Tongtian Jiaozhu (通天教主) or sometimes translated as Grandmaster of Heaven is the third disciple of Hongjun Laozu and younger brother of Yuanshi Tianzun and Taishang Laojun. He has appeared as an antagonist in many legends, classic novels, and television series. Most notably, he features in the classic Chinese novel Fengshen Yanyi, also known as The Investiture of the Gods.

Patriarch of Jie sect
Unlike Yuanshi Tianzun and Taishang Laojun, who become patriarch deities from the Chan Taoism sect. Tongtian made his own sect known as Jie Taoism sect (截教). He lived in Biyou palace on Jinsha island.

Confrontation with Chan sect
Near the end of Shang dynasty, the wicked last ruler of Shang; King Zhou of Shang was rebelled by his ex-subordinate King Wu of Zhou. At this battle most of Jie’s apprentices sided with the evil king Zhou and fought against king Wu, who was assisted by good deities from Chan Sect.
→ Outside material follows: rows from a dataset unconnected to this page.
//! Abstraction du renderer piloté par le lecteur.
//!
//! Le lecteur est générique sur [`Backend`] ; [`RendererBackend`] est
//! l'énumération fermée des implémentations disponibles, choisie à la
//! construction.

use async_trait::async_trait;

use pmoconfig::BackendConfig;
use pmoserver::AudioProxy;

use crate::capabilities::{CapabilityCache, DeviceCapability};
use crate::dlna::DlnaBackend;
use crate::errors::BackendError;
use crate::model::{BackendStatus, PositionSnapshot, Track};

/// Opérations d'un renderer. Les opérations mutantes sont sérialisées par
/// l'implémentation ; les lectures ne les attendent jamais.
#[async_trait]
pub trait Backend: Send + Sync + 'static {
    /// Nom lisible du renderer (friendlyName pour un device DLNA).
    fn name(&self) -> &str;

    /// Volume fixe : `set_volume` n'est jamais appelé et le volume vaut 100.
    fn fixed_volume(&self) -> bool {
        false
    }

    /// Prépare la piste sans lancer la lecture.
    async fn load(&self, track: &Track) -> Result<(), BackendError>;

    async fn play(&self) -> Result<(), BackendError>;

    async fn pause(&self) -> Result<(), BackendError>;

    async fn stop(&self) -> Result<(), BackendError>;

    async fn seek(&self, position_ms: u64) -> Result<(), BackendError>;

    /// Volume logique 0–100.
    async fn set_volume(&self, volume: u8) -> Result<(), BackendError>;

    async fn get_volume(&self) -> Result<u8, BackendError>;

    async fn get_position(&self) -> Result<PositionSnapshot, BackendError>;

    async fn get_status(&self) -> Result<BackendStatus, BackendError>;

    async fn get_capabilities(&self) -> Result<DeviceCapability, BackendError>;

    /// Libère les ressources de session (URLs du proxy, tâches internes).
    async fn disconnect(&self) {}
}

/// Renderers pris en charge.
pub enum RendererBackend {
    /// Renderer UPnP AV / DLNA (AVTransport + RenderingControl).
    Dlna(DlnaBackend),
}

impl RendererBackend {
    /// Construit le backend décrit par la configuration.
    pub async fn from_config(
        config: &BackendConfig,
        proxy: AudioProxy,
        cache: &CapabilityCache,
    ) -> Result<Self, BackendError> {
        let dlna = DlnaBackend::connect(&config.dlna, proxy, cache).await?;
        Ok(RendererBackend::Dlna(dlna))
    }
}

#[async_trait]
impl Backend for RendererBackend {
    fn name(&self) -> &str {
        match self {
            RendererBackend::Dlna(dlna) => dlna.name(),
        }
    }

    fn fixed_volume(&self) -> bool {
        match self {
            RendererBackend::Dlna(dlna) => dlna.fixed_volume(),
        }
    }

    async fn load(&self, track: &Track) -> Result<(), BackendError> {
        match self {
            RendererBackend::Dlna(dlna) => dlna.load(track).await,
        }
    }

    async fn play(&self) -> Result<(), BackendError> {
        match self {
            RendererBackend::Dlna(dlna) => dlna.play().await,
        }
    }

    async fn pause(&self) -> Result<(), BackendError> {
        match self {
            RendererBackend::Dlna(dlna) => dlna.pause().await,
        }
    }

    async fn stop(&self) -> Result<(), BackendError> {
        match self {
            RendererBackend::Dlna(dlna) => dlna.stop().await,
        }
    }

    async fn seek(&self, position_ms: u64) -> Result<(), BackendError> {
        match self {
            RendererBackend::Dlna(dlna) => dlna.seek(position_ms).await,
        }
    }

    async fn set_volume(&self, volume: u8) -> Result<(), BackendError> {
        match self {
            RendererBackend::Dlna(dlna) => dlna.set_volume(volume).await,
        }
    }

    async fn get_volume(&self) -> Result<u8, BackendError> {
        match self {
            RendererBackend::Dlna(dlna) => dlna.get_volume().await,
        }
    }

    async fn get_position(&self) -> Result<PositionSnapshot, BackendError> {
        match self {
            RendererBackend::Dlna(dlna) => dlna.get_position().await,
        }
    }

    async fn get_status(&self) -> Result<BackendStatus, BackendError> {
        match self {
            RendererBackend::Dlna(dlna) => dlna.get_status().await,
        }
    }

    async fn get_capabilities(&self) -> Result<DeviceCapability, BackendError> {
        match self {
            RendererBackend::Dlna(dlna) => dlna.get_capabilities().await,
        }
    }

    async fn disconnect(&self) {
        match self {
            RendererBackend::Dlna(dlna) => dlna.disconnect().await,
        }
    }
}
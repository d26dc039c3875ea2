//! Rapports d'état vers le contrôleur.
//!
//! Un rapport part à chaque tick et à chaque demande hors cycle. Le volume
//! n'est renvoyé que lorsqu'il a changé, ou après une reconnexion.

use std::sync::Arc;
use std::time::Duration;

use pmoconfig::PlayerConfig;
use pmoconnect::{ProtocolCodec, StateReport};
use pmocontrol::Backend;
use tokio::sync::Notify;
use tokio::time::MissedTickBehavior;
use tokio_util::sync::CancellationToken;
use tracing::{debug, trace};

use crate::player::Player;
use crate::quality::QualityPolicy;
use crate::router::{Outbound, SharedQueue, lock_queue};

pub struct StateReporter<B: Backend, O: Outbound> {
    player: Arc<Player<B>>,
    queue: SharedQueue,
    quality: Arc<QualityPolicy>,
    codec: Arc<ProtocolCodec>,
    outbound: Arc<O>,
    report: Arc<Notify>,
    device_name: String,
    interval: Duration,
    position_timeout: Duration,
    last_volume: Option<u8>,
}

impl<B: Backend, O: Outbound> StateReporter<B, O> {
    #[allow(clippy::too_many_arguments)]
    pub fn new(
        player: Arc<Player<B>>,
        queue: SharedQueue,
        quality: Arc<QualityPolicy>,
        codec: Arc<ProtocolCodec>,
        outbound: Arc<O>,
        report: Arc<Notify>,
        device_name: String,
        config: &PlayerConfig,
    ) -> Self {
        Self {
            player,
            queue,
            quality,
            codec,
            outbound,
            report,
            device_name,
            interval: Duration::from_millis(config.report_interval_ms.max(1)),
            position_timeout: Duration::from_millis(config.position_read_timeout_ms),
            last_volume: None,
        }
    }

    pub async fn run(mut self, cancel: CancellationToken) {
        let mut ticker = tokio::time::interval(self.interval);
        ticker.set_missed_tick_behavior(MissedTickBehavior::Delay);

        loop {
            tokio::select! {
                _ = cancel.cancelled() => break,
                _ = ticker.tick() => {}
                _ = self.report.notified() => trace!("Immediate report requested"),
            }
            self.report_once().await;
        }
        debug!("State reporter stopped");
    }

    /// Construit le rapport courant.
    pub async fn build_report(&self) -> StateReport {
        let position = self.player.refresh_position(self.position_timeout).await;
        let snapshot = self.player.snapshot();
        let queue = lock_queue(&self.queue);

        StateReport {
            playback_state: snapshot.state,
            position,
            duration_ms: snapshot.duration_ms,
            current_queue_item_id: queue.current().map(|t| t.queue_item_id),
            next_queue_item_id: queue.peek_next().map(|t| t.queue_item_id),
            queue_version: queue.version(),
            volume: snapshot.volume,
            device_name: self.device_name.clone(),
            max_quality: self.quality.max_quality(),
        }
    }

    /// Envoie un rapport ; retourne `false` si le lien est coupé.
    pub async fn report_once(&mut self) -> bool {
        if !self.outbound.is_connected() {
            // Le volume sera renvoyé au prochain lien
            self.last_volume = None;
            return false;
        }

        let report = self.build_report().await;
        trace!(state = %report.playback_state, position_ms = report.position.value_ms, "Report");
        if !self.outbound.send(self.codec.encode_state_update(&report)) {
            return false;
        }

        if self.last_volume != Some(report.volume)
            && self.outbound.send(self.codec.encode_volume_changed(report.volume))
        {
            self.last_volume = Some(report.volume);
        }
        true
    }
}
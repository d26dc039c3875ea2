use crate::errors::ControlPointError;
use crate::soap::{SoapClient, SoapEnvelope, action_response, extract_child_text_allow_empty};

pub const CONNECTION_MANAGER_SERVICE: &str = "urn:schemas-upnp-org:service:ConnectionManager:1";

#[derive(Debug, Clone)]
pub struct ConnectionManagerClient {
    pub control_url: String,
    pub service_type: String,
    soap: SoapClient,
}

/// Raw `Source`/`Sink` strings returned by GetProtocolInfo.
#[derive(Debug, Clone, PartialEq, Eq)]
pub struct ProtocolInfo {
    pub source: String,
    pub sink: String,
}

impl ProtocolInfo {
    pub fn sink_entries(&self) -> Vec<String> {
        split_list(&self.sink)
    }
}

impl ConnectionManagerClient {
    pub fn new(control_url: String, service_type: String, soap: SoapClient) -> Self {
        Self {
            control_url,
            service_type,
            soap,
        }
    }

    pub async fn get_protocol_info(&self) -> Result<ProtocolInfo, ControlPointError> {
        let envelope = self
            .soap
            .call(&self.control_url, &self.service_type, "GetProtocolInfo", &[])
            .await?;
        parse_protocol_info(&envelope)
    }
}

fn parse_protocol_info(envelope: &SoapEnvelope) -> Result<ProtocolInfo, ControlPointError> {
    let response = action_response(envelope, "GetProtocolInfo")?;
    let source = extract_child_text_allow_empty(response, "Source").unwrap_or_default();
    let sink = extract_child_text_allow_empty(response, "Sink")?;
    Ok(ProtocolInfo { source, sink })
}

fn split_list(value: &str) -> Vec<String> {
    value
        .split(',')
        .map(|s| s.trim())
        .filter(|s| !s.is_empty())
        .map(|s| s.to_string())
        .collect()
}

#[cfg(test)]
mod tests {
    use super::*;
    use crate::soap::tests::response_envelope;

    #[test]
    fn parse_protocol_info_splits_sink() {
        let envelope = response_envelope(
            "GetProtocolInfo",
            &[
                ("Source", ""),
                (
                    "Sink",
                    "http-get:*:audio/flac:*, http-get:*:audio/mpeg:DLNA.ORG_PN=MP3,,",
                ),
            ],
        );

        let info = parse_protocol_info(&envelope).unwrap();
        assert_eq!(info.source, "");
        assert_eq!(
            info.sink_entries(),
            vec![
                "http-get:*:audio/flac:*".to_string(),
                "http-get:*:audio/mpeg:DLNA.ORG_PN=MP3".to_string()
            ]
        );
    }

    #[test]
    fn parse_protocol_info_requires_sink() {
        let envelope = response_envelope("GetProtocolInfo", &[("Source", "")]);
        assert!(parse_protocol_info(&envelope).is_err());
    }
}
As result many of Tongtian Jiaozhu disciples were killed by Chan’s disciples.

Tongtian swore to take revenge, so he led his disciples such as Jinling Shengmu (金靈聖母) and Doubao Daoren to make a deadly trap known as Zhu Xian Zhen (immortal slaughtering trap) to kill Chan’s apprentice. However this trap could be destroyed by Yuanshi Tianzun and Taishang Laojun assisted by Jieyin Daoren and Zhunti Daoren (both from the Western Paradise, or the Buddhist heaven).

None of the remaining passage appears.